Wednesday, 2 December 2009
White gold in the south of France
This is an unused card, bought 2009. It isn't, I think, a commercially produced card because it has none of the normal postcard markings on the back, just an email address on the front. If it weren't for the fact that I know where it was bought, I would have little idea of what it shows.
The clue of its whereabouts lies in the narrow, almost silhouette-like, photo of city walls crossing the middle of the card. It is a less reddish colour and less like a fairy-tale city than Carcassonne but there are similarities. It is Aigues Mortes in the Petit Camargue in the south of France. The picture above is of Le Saunier de Camargue, producers of salt, and the pictures below are details from the area.
They produce something like 500,000 tons of salt every year, by evaporation of the salt water which has been pumped into lagoons. The process has been around since ancient times: salt has always commanded a price because of its ability to preserve food. It could be considered to be one of the foundations of civilisation. In more modern times, the needs of the chemical industry have increased the demand.

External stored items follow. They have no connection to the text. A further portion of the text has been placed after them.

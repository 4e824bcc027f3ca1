use std::sync::atomic::{AtomicU64, Ordering};
use std::time::Duration;

/// 文字輸入用的防抖：只有在靜止 `delay` 之後仍是最新一次的呼叫才會放行
#[derive(Debug)]
pub struct Debouncer {
    delay: Duration,
    latest: AtomicU64,
}

impl Debouncer {
    pub fn new(delay: Duration) -> Self {
        Self {
            delay,
            latest: AtomicU64::new(0),
        }
    }

    pub fn delay(&self) -> Duration {
        self.delay
    }

    /// 等待靜止期，回傳這次呼叫是否仍是最新的
    pub async fn settle(&self) -> bool {
        let ticket = self.latest.fetch_add(1, Ordering::SeqCst) + 1;
        if self.delay.is_zero() {
            return true;
        }
        tokio::time::sleep(self.delay).await;
        self.latest.load(Ordering::SeqCst) == ticket
    }
}

#[cfg(test)]
mod tests {
    use super::*;

    #[tokio::test(start_paused = true)]
    async fn test_only_last_call_in_burst_settles() {
        let debouncer = Debouncer::new(Duration::from_millis(300));

        let (first, second, third) = tokio::join!(debouncer.settle(), debouncer.settle(), async {
            tokio::time::sleep(Duration::from_millis(100)).await;
            debouncer.settle().await
        });

        assert!(!first);
        assert!(!second);
        assert!(third);
    }

    #[tokio::test(start_paused = true)]
    async fn test_separated_calls_both_settle() {
        let debouncer = Debouncer::new(Duration::from_millis(300));
        assert!(debouncer.settle().await);
        assert!(debouncer.settle().await);
    }

    #[tokio::test]
    async fn test_zero_delay_passes_through() {
        let debouncer = Debouncer::new(Duration::ZERO);
        assert!(debouncer.settle().await);
    }
}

The salt works are in the midst of a very important wetland ecosystem, and the company is committed to maintaining it because the quality of the salt depends on the quality of the surrounding environment.
One final and interesting fact about salt, "la gabelle" was the tax on salt whereby everyone in France over the age of eight had to buy a certain amount of salt every week, at a price fixed by the state monopoly. This caused the development of salt smuggling because widely different taxes were levied in different parts of the country. The tax was not abolished until 1790, just after the start of the French Revolution.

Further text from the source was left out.